Dataset entries

-=-=-=-=-

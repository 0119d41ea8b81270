//! Fault classification verdicts and slashing evidence

use borsh::{BorshDeserialize, BorshSerialize};
use serde::{Deserialize, Serialize};

use crate::block::BlockRecord;
use crate::commitment::SignedCommitment;
use crate::primitives::Hash;

/// Whether a fault is a missed opportunity or a deliberate omission.
/// Liveness faults are penalized strictly less than safety faults.
#[derive(Debug, Clone, Copy, PartialEq, Eq, BorshSerialize, BorshDeserialize, Serialize, Deserialize)]
pub enum FaultResponsibility {
    /// The L1 slot was empty; the operator never had the chance
    Liveness,
    /// The L1 slot was filled without the promised block
    Safety,
}

/// The four equivocation fault categories
#[derive(Debug, Clone, Copy, PartialEq, Eq, BorshSerialize, BorshDeserialize, Serialize, Deserialize)]
pub enum FaultKind {
    /// Settled block content differs from what was preconfed
    BlockCommitmentMismatch,
    /// The preconfed block never reached L1 in its window
    MissedSubmission(FaultResponsibility),
    /// A block was submitted after the window's EOP signal
    InvalidEop,
    /// The window ended without a handover signal
    MissingEop(FaultResponsibility),
}

impl FaultKind {
    /// Liveness faults carry the reduced penalty; everything else is full
    pub fn is_liveness(&self) -> bool {
        matches!(
            self,
            FaultKind::MissedSubmission(FaultResponsibility::Liveness)
                | FaultKind::MissingEop(FaultResponsibility::Liveness)
        )
    }
}

impl std::fmt::Display for FaultKind {
    fn fmt(&self, f: &mut std::fmt::Formatter<'_>) -> std::fmt::Result {
        match self {
            FaultKind::BlockCommitmentMismatch => write!(f, "block commitment mismatch"),
            FaultKind::MissedSubmission(FaultResponsibility::Liveness) => {
                write!(f, "missed submission (liveness)")
            }
            FaultKind::MissedSubmission(FaultResponsibility::Safety) => {
                write!(f, "missed submission (safety)")
            }
            FaultKind::InvalidEop => write!(f, "invalid EOP"),
            FaultKind::MissingEop(FaultResponsibility::Liveness) => {
                write!(f, "missing EOP (liveness)")
            }
            FaultKind::MissingEop(FaultResponsibility::Safety) => {
                write!(f, "missing EOP (safety)")
            }
        }
    }
}

/// Classifier output for one block-number comparison
#[derive(Debug, Clone, Copy, PartialEq, Eq, Serialize, Deserialize)]
pub enum Verdict {
    NoFault,
    /// A fault at `block_number`; attribution may have walked back from the
    /// block number the comparison started at
    Fault { block_number: u64, kind: FaultKind },
}

/// Immutable evidence package forwarded across the bridge for slashing
#[derive(Debug, Clone, PartialEq, Eq, BorshSerialize, BorshDeserialize, Serialize, Deserialize)]
pub struct FaultEvidence {
    /// Registry root the offending operator's collateral is booked under
    pub registration_root: Hash,
    /// The offending operator's own signed commitment
    pub commitment: SignedCommitment,
    pub kind: FaultKind,
    /// The L1-settled record the commitment is judged against
    pub submitted: BlockRecord,
}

-=-=-=-=-

Only the lines that contain the string "Clone" are to be copied from the records.

#[derive(Debug, Clone, Copy, PartialEq, Eq, BorshSerialize, BorshDeserialize, Serialize, Deserialize)]
#[derive(Debug, Clone, Copy, PartialEq, Eq, BorshSerialize, BorshDeserialize, Serialize, Deserialize)]
#[derive(Debug, Clone, Copy, PartialEq, Eq, Serialize, Deserialize)]
#[derive(Debug, Clone, PartialEq, Eq, BorshSerialize, BorshDeserialize, Serialize, Deserialize)]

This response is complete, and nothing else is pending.